Existing solutions either produce poor approximations (convex hulls, bounding boxes) or lack geographic awareness (treating lat/lon as Cartesian coordinates produces distorted circles).

### What Geomantic Solves
**1. Physically Accurate Geographic Approximation**
- Automatically projects WGS84 coordinates to UTM before optimization, ensuring circles remain circular on Earth's surface
- Handles latitude-dependent longitude scaling for correct distance calculations
- Eliminates the "stretched ellipse" problem common in naive lat/lon circle fitting

**2. Smart Optimization with Constraints**
- Uses differentiable rendering with PyTorch for gradient-based optimization (faster convergence than genetic algorithms)
- Containment penalties keep circles inside polygon boundaries (critical for concave shapes)
- Repulsion penalties prevent circle collapse, ensuring diverse coverage
- Auto-detection finds optimal circle count using elbow method on IoU loss

**3. Production-Ready Engineering**
- Type-safe codebase with full mypy compliance
- Comprehensive test coverage with pytest
- Pre-commit hooks for code quality (Black, flake8, mypy)
- CI/CD pipeline with multi-version Python testing (3.8-3.12)
- Installable via pip with minimal dependencies

### Use Cases
- **Urban planning**: Approximate service areas (fire stations, schools) for quick distance calculations
- **Ecology**: Simplify habitat boundaries for circular buffer analysis
- **Marketing**: Convert trade areas or ZIP code boundaries to radial coverage zones
- **Education**: Demonstrate optimization techniques, differentiable rendering, and coordinate projections
- **Data visualization**: Replace complex polygons with simpler circular representations for cleaner maps

### What Geomantic Is NOT
- **Not a general-purpose polygon simplification tool** (use Shapely's `simplify()` for that)
- **Not optimized for real-time applications** (optimization takes seconds to minutes depending on complexity)
- **Not a commercial SaaS product** (open-source library for integration into your own tools)
- **Not a replacement for precise geometric operations** (approximation introduces error by design)

## User Stories
- As a Data Scientist, I want to fit circles to arbitrary polygons, so that I can demonstrate geometric optimization in presentations.
- As a developer, I want to import this as a Python library, so that I can integrate it into Jupyter notebooks or pipelines.
- As a hobbyist, I want to visualize the packing, so that I can experiment and tweak inputs for different shapes.

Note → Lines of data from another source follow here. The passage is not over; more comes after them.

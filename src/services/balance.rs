use crate::{
    db::DbPool,
    entities::processed_good::{self, Entity as ProcessedGoodEntity},
    entities::stock_movement::{self, Entity as StockMovementEntity, StockItemType},
    errors::ServiceError,
};
use chrono::{DateTime, Duration, NaiveDate, Utc};
use rust_decimal::Decimal;
use sea_orm::{
    ActiveModelTrait, ColumnTrait, Condition, ConnectionTrait, EntityTrait, QueryFilter,
    QueryOrder, Set, TransactionTrait,
};
use serde::Serialize;
use std::sync::Arc;
use tracing::{instrument, warn};
use uuid::Uuid;

use super::movements::unwrap_txn_err;

/// One ledger row with its reconstructed surrounding balances.
#[derive(Debug, Clone, Serialize)]
pub struct LedgerEntry {
    pub movement: stock_movement::Model,
    pub balance_before: Decimal,
    pub balance_after: Decimal,
}

/// Outcome of reconciling the materialized cache against the ledger.
#[derive(Debug, Clone, Serialize)]
pub struct ReconciliationReport {
    pub processed_good_id: Uuid,
    pub cached: Decimal,
    pub ledger: Decimal,
    pub drift: Decimal,
    pub corrected: bool,
}

/// Movements for one item up to `(as_of, created_at_cutoff)` in the ledger's
/// chronological order: `effective_date` ascending, then `created_at`
/// ascending. Same-day events are resolved by insertion order, which the
/// before/after balance displays depend on.
pub(crate) async fn movements_up_to_in_conn<C: ConnectionTrait>(
    conn: &C,
    item_type: StockItemType,
    item_reference: Uuid,
    as_of: Option<NaiveDate>,
    created_at_cutoff: Option<DateTime<Utc>>,
) -> Result<Vec<stock_movement::Model>, ServiceError> {
    let mut query = StockMovementEntity::find()
        .filter(stock_movement::Column::ItemType.eq(item_type.to_string()))
        .filter(stock_movement::Column::ItemReference.eq(item_reference));

    if let Some(date) = as_of {
        query = match created_at_cutoff {
            Some(cutoff) => query.filter(
                Condition::any()
                    .add(stock_movement::Column::EffectiveDate.lt(date))
                    .add(
                        Condition::all()
                            .add(stock_movement::Column::EffectiveDate.eq(date))
                            .add(stock_movement::Column::CreatedAt.lte(cutoff)),
                    ),
            ),
            None => query.filter(stock_movement::Column::EffectiveDate.lte(date)),
        };
    }

    query
        .order_by_asc(stock_movement::Column::EffectiveDate)
        .order_by_asc(stock_movement::Column::CreatedAt)
        .all(conn)
        .await
        .map_err(ServiceError::db_error)
}

/// Folds a chronologically ordered movement slice into a balance.
pub fn fold_balance(movements: &[stock_movement::Model]) -> Decimal {
    movements
        .iter()
        .map(stock_movement::Model::signed_quantity)
        .sum()
}

/// Folds a chronologically ordered movement list into per-row running
/// balances in a single pass.
pub fn running_balances(movements: Vec<stock_movement::Model>) -> Vec<LedgerEntry> {
    let mut balance = Decimal::ZERO;
    movements
        .into_iter()
        .map(|movement| {
            let balance_before = balance;
            balance += movement.signed_quantity();
            LedgerEntry {
                movement,
                balance_before,
                balance_after: balance,
            }
        })
        .collect()
}

pub(crate) async fn balance_as_of_in_conn<C: ConnectionTrait>(
    conn: &C,
    item_type: StockItemType,
    item_reference: Uuid,
    as_of: NaiveDate,
    created_at_cutoff: Option<DateTime<Utc>>,
) -> Result<Decimal, ServiceError> {
    let movements =
        movements_up_to_in_conn(conn, item_type, item_reference, Some(as_of), created_at_cutoff)
            .await?;
    Ok(fold_balance(&movements))
}

pub(crate) async fn current_balance_in_conn<C: ConnectionTrait>(
    conn: &C,
    item_type: StockItemType,
    item_reference: Uuid,
) -> Result<Decimal, ServiceError> {
    let movements = movements_up_to_in_conn(conn, item_type, item_reference, None, None).await?;
    Ok(fold_balance(&movements))
}

/// Reconstructs point-in-time balances by folding the movement ledger. The
/// ledger is the ground truth; the cached `quantity_available` column is only
/// a read optimization reconciled through [`BalanceService::reconcile`].
#[derive(Clone)]
pub struct BalanceService {
    db: Arc<DbPool>,
}

impl BalanceService {
    pub fn new(db: Arc<DbPool>) -> Self {
        Self { db }
    }

    /// Balance as of `(as_of, created_at_cutoff)`; an absent cutoff means
    /// the end of the day.
    #[instrument(skip(self), fields(item = %item_reference))]
    pub async fn balance_as_of(
        &self,
        item_type: StockItemType,
        item_reference: Uuid,
        as_of: NaiveDate,
        created_at_cutoff: Option<DateTime<Utc>>,
    ) -> Result<Decimal, ServiceError> {
        balance_as_of_in_conn(
            self.db.as_ref(),
            item_type,
            item_reference,
            as_of,
            created_at_cutoff,
        )
        .await
    }

    /// Balance after every movement recorded so far.
    pub async fn current_balance(
        &self,
        item_type: StockItemType,
        item_reference: Uuid,
    ) -> Result<Decimal, ServiceError> {
        current_balance_in_conn(self.db.as_ref(), item_type, item_reference).await
    }

    /// Balance the instant before `movement` took effect.
    pub async fn balance_before(
        &self,
        movement: &stock_movement::Model,
    ) -> Result<Decimal, ServiceError> {
        let item_type = movement.item_type().ok_or_else(|| {
            ServiceError::InternalError(format!(
                "Movement {} has unknown item type {}",
                movement.id, movement.item_type
            ))
        })?;
        self.balance_as_of(
            item_type,
            movement.item_reference,
            movement.effective_date,
            Some(movement.created_at - Duration::microseconds(1)),
        )
        .await
    }

    /// Balance the instant after `movement` took effect.
    pub async fn balance_after(
        &self,
        movement: &stock_movement::Model,
    ) -> Result<Decimal, ServiceError> {
        Ok(self.balance_before(movement).await? + movement.signed_quantity())
    }

    /// The full ledger for an item with running balances per row.
    #[instrument(skip(self), fields(item = %item_reference))]
    pub async fn ledger_history(
        &self,
        item_type: StockItemType,
        item_reference: Uuid,
    ) -> Result<Vec<LedgerEntry>, ServiceError> {
        let movements =
            movements_up_to_in_conn(self.db.as_ref(), item_type, item_reference, None, None)
                .await?;
        Ok(running_balances(movements))
    }

    /// Recomputes the processed-good balance cache strictly from the ledger
    /// and rewrites it when it has drifted. The cache is never trusted as
    /// authoritative.
    #[instrument(skip(self), fields(good = %processed_good_id))]
    pub async fn reconcile(
        &self,
        processed_good_id: Uuid,
    ) -> Result<ReconciliationReport, ServiceError> {
        let db = self.db.as_ref();
        let report = db
            .transaction::<_, ReconciliationReport, ServiceError>(move |txn| {
                Box::pin(async move {
                    let good = ProcessedGoodEntity::find_by_id(processed_good_id)
                        .one(txn)
                        .await
                        .map_err(ServiceError::db_error)?
                        .ok_or_else(|| {
                            ServiceError::NotFound(format!(
                                "Processed good {} not found",
                                processed_good_id
                            ))
                        })?;

                    let ledger = current_balance_in_conn(
                        txn,
                        StockItemType::ProcessedGood,
                        processed_good_id,
                    )
                    .await?;
                    let cached = good.quantity_available;
                    let drift = cached - ledger;
                    let corrected = !drift.is_zero();

                    if corrected {
                        let mut active: processed_good::ActiveModel = good.into();
                        active.quantity_available = Set(ledger);
                        active.updated_at = Set(Some(Utc::now()));
                        active.update(txn).await.map_err(ServiceError::db_error)?;
                    }

                    Ok(ReconciliationReport {
                        processed_good_id,
                        cached,
                        ledger,
                        drift,
                        corrected,
                    })
                })
            })
            .await
            .map_err(unwrap_txn_err)?;

        if report.corrected {
            warn!(
                good = %report.processed_good_id,
                cached = %report.cached,
                ledger = %report.ledger,
                "Balance cache had drifted from the ledger; rewritten"
            );
        }

        Ok(report)
    }
}

#[cfg(test)]
mod tests {
    use super::*;
    use crate::entities::stock_movement::MovementType;
    use proptest::prelude::*;
    use rust_decimal_macros::dec;

    fn movement(movement_type: MovementType, quantity: Decimal) -> stock_movement::Model {
        stock_movement::Model {
            id: Uuid::new_v4(),
            item_type: StockItemType::RawMaterial.to_string(),
            item_reference: Uuid::nil(),
            movement_type: movement_type.to_string(),
            quantity,
            effective_date: NaiveDate::from_ymd_opt(2025, 3, 1).unwrap(),
            created_at: Utc::now(),
            reference_id: None,
            reference_type: None,
            notes: None,
        }
    }

    #[test]
    fn fold_applies_signs_per_type() {
        let movements = vec![
            movement(MovementType::In, dec!(240)),
            movement(MovementType::Consumption, dec!(30)),
            movement(MovementType::Waste, dec!(40)),
            movement(MovementType::Consumption, dec!(50)),
            movement(MovementType::TransferOut, dec!(20)),
        ];
        assert_eq!(fold_balance(&movements), dec!(100));
    }

    #[test]
    fn running_balances_chain() {
        let movements = vec![
            movement(MovementType::In, dec!(240)),
            movement(MovementType::Consumption, dec!(30)),
            movement(MovementType::Waste, dec!(40)),
            movement(MovementType::Consumption, dec!(50)),
            movement(MovementType::TransferOut, dec!(20)),
        ];
        let entries = running_balances(movements);
        let afters: Vec<Decimal> = entries.iter().map(|e| e.balance_after).collect();
        assert_eq!(afters, vec![dec!(240), dec!(210), dec!(170), dec!(120), dec!(100)]);
        for window in entries.windows(2) {
            assert_eq!(window[0].balance_after, window[1].balance_before);
        }
    }

    proptest! {
        /// Each row's delta equals its signed quantity and adjacent rows
        /// chain exactly, for any movement sequence.
        #[test]
        fn running_balances_are_consistent(signs in prop::collection::vec(any::<bool>(), 0..40),
                                           quantities in prop::collection::vec(1u32..10_000, 0..40)) {
            let movements: Vec<stock_movement::Model> = signs
                .iter()
                .zip(quantities.iter())
                .map(|(&inbound, &q)| {
                    let movement_type = if inbound { MovementType::In } else { MovementType::Consumption };
                    movement(movement_type, Decimal::from(q))
                })
                .collect();

            let total = fold_balance(&movements);
            let entries = running_balances(movements);

            let mut expected = Decimal::ZERO;
            for entry in &entries {
                prop_assert_eq!(entry.balance_before, expected);
                prop_assert_eq!(
                    entry.balance_after - entry.balance_before,
                    entry.movement.signed_quantity()
                );
                expected = entry.balance_after;
            }
            prop_assert_eq!(expected, total);
        }
    }
}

## Functional Requirements
- Core Algorithm (Priority: High)
  - Accept input polygon (list of coordinates or GeoJSON).
  - Accept optional n; otherwise autodetect using suitable metric (e.g., elbow method).
  - Grid-based differentiable rasterization for circle fitting.
  - Compute suitable initial centroids.
- API/Interface (Priority: High)
  - Python function/class interface.
  - Output: Array of dictionaries, each with radius, centroid_x, centroid_y.
- Visualization (Priority: Medium)
  - Function to generate an image (matplotlib, etc.) showing polygon outline and circles.
- Packaging (Priority: High)
  - Installable via pip (or equivalent, e.g., Poetry support).
- Testing & Code Quality (Priority: High)
  - Unit tests for inputs/outputs, edge cases, and algorithm steps.
  - Automated linting and type-checking, e.g., with flake8/black/pylint and mypy.
- DevOps & Deployment (Priority: Medium)
  - GitHub Actions to run tests/linting on commit/push.
  - (Optional) Terraform/GCP scripts for potential future hosting.

## User Experience
- User installs via pip.
- Imports in notebook/script: from geomantic import pack_polygon
- Calls main function, passing polygon and options.
- Receives output (list of circles), optionally calls viz function for output.
- Views resulting image in notebook or as file.

## Technical Considerations
- Python-first; minimal non-Python dependencies.
- Codebase ready for CI (GitHub Actions).
- Focus on modularity/testability: split main algorithm from I/O and viz.
- Type hints and docstrings throughout.
- Testing: Use pytest; test basic input validation, algorithm output, and (if feasible) some image output.

## Success Metrics
- All primary features covered by automated tests and CI.
- Can be imported and run in a clean virtualenv.
- Generates accurate results for at least 3 "typical" test polygons.
- README/docs clear enough for DS/engineering peers to use and understand.